Parmi les seize mesures détaillées hier par Najat Vallaud-Belkacem pour la grande mobilisation républicaine à l’école figure un “apprentissage” aux médias.
L’école “ne tolère aucune remise en cause des valeurs de la République”, a insisté la ministre de l’Education, assurant vouloir lutter contre le “repli identitaire”, les “théories du complot”, la “défiance” à l’égard des médias et le “péril du relativisme généralisé”.
Puisse t-elle réussir, mais si l’on veut bien ne pas se voiler la face, il faut convenir que cela fait trente ans au moins que le corps enseignant dans sa majorité crache sur la presse et les journalistes. Résultat aujourd’hui: tout ceux qui fréquentent les “quartiers”, et pas seulement, en témoignent. Des jeunes puisent leurs informations sur les “réseaux sociaux” et offrent leur candeur aux manipulations les plus cradingues, religieuses ou pas.
Qui parmi les journalistes n’a jamais entendu un enseignant débiner les titres de la presse régionale ou d’autres journaux, du haut de son mépris pour les “chiens écrasés”? Nous avons tous eu cette expérience douloureuse de nous retrouver un jour, lors d’un forum de l’orientation par exemple, face à des élèves de troisième ignorant ce qu’est un journal.
Inepties distillés sur les réseaux sociaux
Depuis la nuit des temps, il n’est pas de bon ton parmi les enseignants de lire la presse, toute la presse. Ni de la faire lire à nos enfants. Hormis peut-être le Monde, Télérama et l’Obs, la presse papier, pas plus que la presse en ligne d’ailleurs, n’a jamais eu bonne presse chez les pédagogues. En dehors de quelques exceptions comme le CLEMI (Centre de liaison de l’enseignement et des médias de l’information), le monde enseignant n’a jamais rempli ce rôle d’éducation à l’information.
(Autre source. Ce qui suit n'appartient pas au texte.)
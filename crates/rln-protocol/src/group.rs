//! # Room Group
//!
//! A [`Group`] binds a room identifier to a Poseidon Merkle tree of rate
//! commitments. The tree's zero value is derived from the room id, so two
//! rooms with identical membership still have distinct roots.
//!
//! Groups are plainly mutable and single-owner: mutations take `&mut self`
//! and nothing is shared between instances.

use rln_core::FieldElement;
use rln_crypto::{keccak256, IncrementalMerkleTree, MerkleProof, Poseidon2Hasher};

use crate::error::GroupError;

/// Depth of the RLN circuit's membership tree.
pub const DEFAULT_DEPTH: usize = 20;
/// Shallowest supported group tree.
pub const MIN_DEPTH: usize = 16;
/// Deepest supported group tree.
pub const MAX_DEPTH: usize = 32;

/// Per-room zero value: `keccak256(be32(id)) >> 8`.
///
/// Dropping the low byte leaves a 248-bit value, always below the field
/// modulus.
pub fn derive_zero_value(id: &FieldElement) -> FieldElement {
    let digest = keccak256(&id.to_be_bytes());
    let mut shifted = [0u8; 32];
    shifted[1..].copy_from_slice(&digest[..31]);
    FieldElement::from_be_bytes_mod_order(&shifted)
}

/// A room's membership accumulator.
#[derive(Debug, Clone)]
pub struct Group {
    id: FieldElement,
    tree: IncrementalMerkleTree<Poseidon2Hasher>,
}

impl Group {
    /// Build a group of `depth` levels holding `members` in order.
    pub fn new(
        id: FieldElement,
        depth: usize,
        members: Vec<FieldElement>,
    ) -> Result<Self, GroupError> {
        if !(MIN_DEPTH..=MAX_DEPTH).contains(&depth) {
            return Err(GroupError::InvalidDepth {
                depth,
                min: MIN_DEPTH,
                max: MAX_DEPTH,
            });
        }
        let tree = IncrementalMerkleTree::new(
            Poseidon2Hasher,
            depth,
            derive_zero_value(&id),
            members,
        )?;
        Ok(Self { id, tree })
    }

    /// Group at [`DEFAULT_DEPTH`].
    pub fn with_members(id: FieldElement, members: Vec<FieldElement>) -> Result<Self, GroupError> {
        Self::new(id, DEFAULT_DEPTH, members)
    }

    pub fn id(&self) -> FieldElement {
        self.id
    }

    pub fn depth(&self) -> usize {
        self.tree.depth()
    }

    pub fn root(&self) -> FieldElement {
        self.tree.root()
    }

    pub fn zero_value(&self) -> FieldElement {
        self.tree.zeroes()[0]
    }

    /// Copy of the member list in insertion order.
    pub fn members(&self) -> Vec<FieldElement> {
        self.tree.leaves()
    }

    /// Number of member slots used, including removed ones.
    pub fn size(&self) -> usize {
        self.tree.len()
    }

    /// First index holding `member`.
    pub fn index_of(&self, member: &FieldElement) -> Option<usize> {
        self.tree.index_of(member)
    }

    /// Append a member, returning its index.
    pub fn add_member(&mut self, member: FieldElement) -> Result<usize, GroupError> {
        Ok(self.tree.insert(member)?)
    }

    pub fn add_members(
        &mut self,
        members: impl IntoIterator<Item = FieldElement>,
    ) -> Result<(), GroupError> {
        for member in members {
            self.tree.insert(member)?;
        }
        Ok(())
    }

    pub fn update_member(&mut self, index: usize, member: FieldElement) -> Result<(), GroupError> {
        Ok(self.tree.update(index, member)?)
    }

    /// Reset a slot to the zero value. The index stays occupied.
    pub fn remove_member(&mut self, index: usize) -> Result<(), GroupError> {
        Ok(self.tree.delete(index)?)
    }

    /// Inclusion proof for `index` with one scalar sibling per level.
    pub fn generate_merkle_proof(&self, index: usize) -> Result<MerkleProof, GroupError> {
        Ok(self.tree.create_proof(index)?.into())
    }

    /// Check a proof against this group's hash. The proof's own root is
    /// used; compare it with [`Group::root`] to pin the current state.
    pub fn verify_merkle_proof(&self, proof: &MerkleProof) -> bool {
        proof.verify(self.tree.hasher())
    }
}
Souvent le journaliste n’est considéré que comme un pisse-copie inculte, uniquement soucieux de faire du sensationnel pour “vendre du papier”. S’il est vrai que la presse doit aussi balayer devant sa porte, est-ce si compliqué d’expliquer à nos jeunes (comme le fait Jean-Luc Porquet dans le Canard, plus bas) que la presse obéit à une loi. C’est ce qui fait toute la différence avec les inepties distillés sur les réseaux dits sociaux.
Closer soumis à la même loi que Le Monde
Toute la presse est soumise à cette loi, du Monde à Charlie Hebdo en passant par France Dimanche et Gala. Quoi qu’on en pense et quoi qu’en disent nos beaux esprits, en particulier ceux de l’Education nationale, Closer quel que soit le sujet, sera toujours cent fois plus crédible qu’une information balancée par n’importe qui sur internet. Ce magazine et ses journalistes sont soumis à la même loi que le Monde, et la 17 ème chambre de Paris est très sévère lors des procès de presse. Monsieur Facebook et Monsieur Tweeter, ne sont soumis à aucune loi, eux, sinon celle du profit.
Déjà les syndicats d’enseignants à propos des mesures annoncées par la ministre “pour la transmission des valeurs de la République” parlent déjà d’une “batterie de décisions assez ordinaires”. On sent bien là leur motivation…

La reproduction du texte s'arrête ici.